Activity:
Whenever a line below includes "IndexMap", add it to the tally, then give the total and nothing more.

===

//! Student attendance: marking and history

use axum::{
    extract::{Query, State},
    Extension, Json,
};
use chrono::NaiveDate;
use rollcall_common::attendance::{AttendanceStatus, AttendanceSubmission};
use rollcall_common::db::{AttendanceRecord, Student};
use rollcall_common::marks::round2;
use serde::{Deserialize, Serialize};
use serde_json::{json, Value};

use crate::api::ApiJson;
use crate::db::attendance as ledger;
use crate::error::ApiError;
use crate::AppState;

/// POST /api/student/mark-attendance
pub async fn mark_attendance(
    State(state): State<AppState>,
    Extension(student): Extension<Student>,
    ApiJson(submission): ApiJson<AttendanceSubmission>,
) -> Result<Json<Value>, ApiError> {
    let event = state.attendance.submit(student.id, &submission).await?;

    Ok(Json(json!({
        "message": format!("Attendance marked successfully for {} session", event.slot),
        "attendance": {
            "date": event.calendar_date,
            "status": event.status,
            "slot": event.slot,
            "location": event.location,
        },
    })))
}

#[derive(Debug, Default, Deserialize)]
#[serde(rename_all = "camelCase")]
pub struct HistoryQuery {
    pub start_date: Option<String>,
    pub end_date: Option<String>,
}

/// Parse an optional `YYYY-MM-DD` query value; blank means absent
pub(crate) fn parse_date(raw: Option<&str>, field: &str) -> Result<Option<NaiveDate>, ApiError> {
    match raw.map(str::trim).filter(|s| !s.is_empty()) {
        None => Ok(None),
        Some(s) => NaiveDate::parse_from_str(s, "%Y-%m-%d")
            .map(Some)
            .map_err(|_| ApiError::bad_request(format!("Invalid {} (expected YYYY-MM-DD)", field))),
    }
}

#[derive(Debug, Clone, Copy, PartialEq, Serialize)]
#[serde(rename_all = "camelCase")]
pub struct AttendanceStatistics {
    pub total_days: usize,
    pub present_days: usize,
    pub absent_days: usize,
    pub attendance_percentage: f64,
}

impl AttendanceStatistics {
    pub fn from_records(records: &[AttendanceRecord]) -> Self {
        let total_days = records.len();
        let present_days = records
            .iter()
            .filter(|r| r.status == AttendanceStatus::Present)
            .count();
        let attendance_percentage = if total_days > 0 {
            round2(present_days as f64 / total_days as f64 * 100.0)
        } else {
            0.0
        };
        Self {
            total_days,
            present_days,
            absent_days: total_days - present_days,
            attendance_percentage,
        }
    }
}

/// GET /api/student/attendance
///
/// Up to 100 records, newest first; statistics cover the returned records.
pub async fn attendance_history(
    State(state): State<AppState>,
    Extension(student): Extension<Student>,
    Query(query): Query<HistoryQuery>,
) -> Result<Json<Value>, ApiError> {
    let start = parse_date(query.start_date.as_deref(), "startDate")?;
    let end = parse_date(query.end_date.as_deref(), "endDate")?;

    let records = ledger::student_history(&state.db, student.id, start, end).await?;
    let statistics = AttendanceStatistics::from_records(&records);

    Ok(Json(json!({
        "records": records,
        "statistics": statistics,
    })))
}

===

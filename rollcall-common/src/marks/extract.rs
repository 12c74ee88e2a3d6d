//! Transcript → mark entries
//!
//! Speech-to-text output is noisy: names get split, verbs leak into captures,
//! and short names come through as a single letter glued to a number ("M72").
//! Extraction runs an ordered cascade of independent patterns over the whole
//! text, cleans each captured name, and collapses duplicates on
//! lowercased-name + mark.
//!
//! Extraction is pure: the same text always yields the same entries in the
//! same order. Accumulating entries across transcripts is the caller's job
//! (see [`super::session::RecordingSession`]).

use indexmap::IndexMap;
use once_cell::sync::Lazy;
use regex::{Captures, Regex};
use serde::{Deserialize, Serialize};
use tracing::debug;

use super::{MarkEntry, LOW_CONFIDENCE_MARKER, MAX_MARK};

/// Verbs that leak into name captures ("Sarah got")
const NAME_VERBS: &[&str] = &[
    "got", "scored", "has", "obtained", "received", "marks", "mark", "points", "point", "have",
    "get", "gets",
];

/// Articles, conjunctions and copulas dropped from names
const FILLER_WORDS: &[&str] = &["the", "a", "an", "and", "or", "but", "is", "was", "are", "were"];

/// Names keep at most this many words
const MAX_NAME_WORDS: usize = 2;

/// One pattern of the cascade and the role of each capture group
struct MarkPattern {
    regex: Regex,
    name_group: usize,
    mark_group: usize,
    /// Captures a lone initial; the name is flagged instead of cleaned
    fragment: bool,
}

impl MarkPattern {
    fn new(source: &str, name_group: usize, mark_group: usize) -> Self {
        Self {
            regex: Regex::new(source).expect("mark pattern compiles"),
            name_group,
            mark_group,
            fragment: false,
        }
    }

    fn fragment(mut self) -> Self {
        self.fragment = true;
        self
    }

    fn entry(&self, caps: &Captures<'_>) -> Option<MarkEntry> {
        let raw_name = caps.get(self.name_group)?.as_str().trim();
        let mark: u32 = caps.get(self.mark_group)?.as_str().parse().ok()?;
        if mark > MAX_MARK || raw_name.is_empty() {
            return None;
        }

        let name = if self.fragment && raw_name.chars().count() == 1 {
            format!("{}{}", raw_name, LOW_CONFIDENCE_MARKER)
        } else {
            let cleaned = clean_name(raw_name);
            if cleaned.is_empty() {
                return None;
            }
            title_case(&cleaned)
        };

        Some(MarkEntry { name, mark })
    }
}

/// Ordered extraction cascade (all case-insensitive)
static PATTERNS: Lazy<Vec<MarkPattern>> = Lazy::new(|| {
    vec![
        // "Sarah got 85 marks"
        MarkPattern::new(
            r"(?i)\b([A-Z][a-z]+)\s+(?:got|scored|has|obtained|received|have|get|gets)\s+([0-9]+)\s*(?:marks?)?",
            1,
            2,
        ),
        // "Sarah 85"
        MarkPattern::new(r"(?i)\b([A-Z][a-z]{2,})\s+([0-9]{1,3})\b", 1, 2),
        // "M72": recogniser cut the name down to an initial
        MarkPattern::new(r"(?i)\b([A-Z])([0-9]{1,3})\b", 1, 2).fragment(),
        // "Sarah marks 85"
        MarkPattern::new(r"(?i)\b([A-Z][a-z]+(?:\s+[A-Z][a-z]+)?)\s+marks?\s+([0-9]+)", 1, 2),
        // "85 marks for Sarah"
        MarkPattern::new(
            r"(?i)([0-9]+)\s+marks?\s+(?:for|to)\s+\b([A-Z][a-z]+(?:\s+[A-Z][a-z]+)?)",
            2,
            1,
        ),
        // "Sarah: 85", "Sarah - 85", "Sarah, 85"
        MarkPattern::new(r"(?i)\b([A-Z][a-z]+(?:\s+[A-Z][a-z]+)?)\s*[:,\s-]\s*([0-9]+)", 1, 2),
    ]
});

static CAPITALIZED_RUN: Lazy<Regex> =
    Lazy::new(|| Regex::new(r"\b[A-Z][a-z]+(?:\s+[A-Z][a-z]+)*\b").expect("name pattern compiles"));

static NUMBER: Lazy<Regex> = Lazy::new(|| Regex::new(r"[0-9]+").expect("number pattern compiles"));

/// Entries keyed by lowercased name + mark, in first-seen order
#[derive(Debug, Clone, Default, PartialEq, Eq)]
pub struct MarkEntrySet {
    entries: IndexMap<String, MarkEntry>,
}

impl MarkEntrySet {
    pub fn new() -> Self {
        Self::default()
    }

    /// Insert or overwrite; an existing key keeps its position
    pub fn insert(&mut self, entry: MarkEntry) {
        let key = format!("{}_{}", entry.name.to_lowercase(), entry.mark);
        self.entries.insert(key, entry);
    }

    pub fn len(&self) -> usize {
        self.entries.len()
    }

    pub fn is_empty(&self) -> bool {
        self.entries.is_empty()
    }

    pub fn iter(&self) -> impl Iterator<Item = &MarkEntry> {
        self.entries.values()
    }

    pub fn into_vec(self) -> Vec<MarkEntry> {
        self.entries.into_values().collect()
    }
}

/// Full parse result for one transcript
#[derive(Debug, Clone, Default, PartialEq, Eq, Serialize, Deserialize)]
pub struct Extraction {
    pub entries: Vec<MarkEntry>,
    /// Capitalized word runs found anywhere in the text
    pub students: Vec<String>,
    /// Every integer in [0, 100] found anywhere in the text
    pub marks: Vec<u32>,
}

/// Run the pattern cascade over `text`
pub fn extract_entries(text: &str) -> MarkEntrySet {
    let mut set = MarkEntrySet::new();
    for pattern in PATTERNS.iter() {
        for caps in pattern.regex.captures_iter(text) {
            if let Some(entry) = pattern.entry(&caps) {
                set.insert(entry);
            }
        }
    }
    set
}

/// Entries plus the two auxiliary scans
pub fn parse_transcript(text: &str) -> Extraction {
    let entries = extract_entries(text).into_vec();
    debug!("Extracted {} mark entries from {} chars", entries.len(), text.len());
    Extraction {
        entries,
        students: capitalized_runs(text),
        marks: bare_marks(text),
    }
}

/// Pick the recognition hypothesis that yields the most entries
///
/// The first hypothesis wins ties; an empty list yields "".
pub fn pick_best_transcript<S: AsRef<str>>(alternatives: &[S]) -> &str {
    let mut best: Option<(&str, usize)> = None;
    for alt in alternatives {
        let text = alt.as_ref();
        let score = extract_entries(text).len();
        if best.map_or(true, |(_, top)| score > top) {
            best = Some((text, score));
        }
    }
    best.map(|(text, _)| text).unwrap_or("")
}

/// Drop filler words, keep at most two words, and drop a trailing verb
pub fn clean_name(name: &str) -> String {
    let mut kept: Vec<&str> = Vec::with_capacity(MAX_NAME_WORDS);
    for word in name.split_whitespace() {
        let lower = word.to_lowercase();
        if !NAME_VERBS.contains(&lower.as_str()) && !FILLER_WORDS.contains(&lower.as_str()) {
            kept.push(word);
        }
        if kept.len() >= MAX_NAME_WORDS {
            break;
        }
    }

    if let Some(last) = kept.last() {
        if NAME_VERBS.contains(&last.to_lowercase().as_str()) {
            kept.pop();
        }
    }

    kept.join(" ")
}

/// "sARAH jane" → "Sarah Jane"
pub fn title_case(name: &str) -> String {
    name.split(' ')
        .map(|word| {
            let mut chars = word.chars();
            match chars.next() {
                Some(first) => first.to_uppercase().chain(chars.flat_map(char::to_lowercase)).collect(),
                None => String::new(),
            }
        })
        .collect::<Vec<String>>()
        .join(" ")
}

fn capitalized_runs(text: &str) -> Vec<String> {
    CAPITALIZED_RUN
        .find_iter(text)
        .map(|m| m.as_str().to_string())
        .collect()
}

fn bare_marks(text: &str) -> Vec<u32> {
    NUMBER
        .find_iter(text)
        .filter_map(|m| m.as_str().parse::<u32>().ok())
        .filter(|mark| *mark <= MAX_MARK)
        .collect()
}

===

Solved problem:
2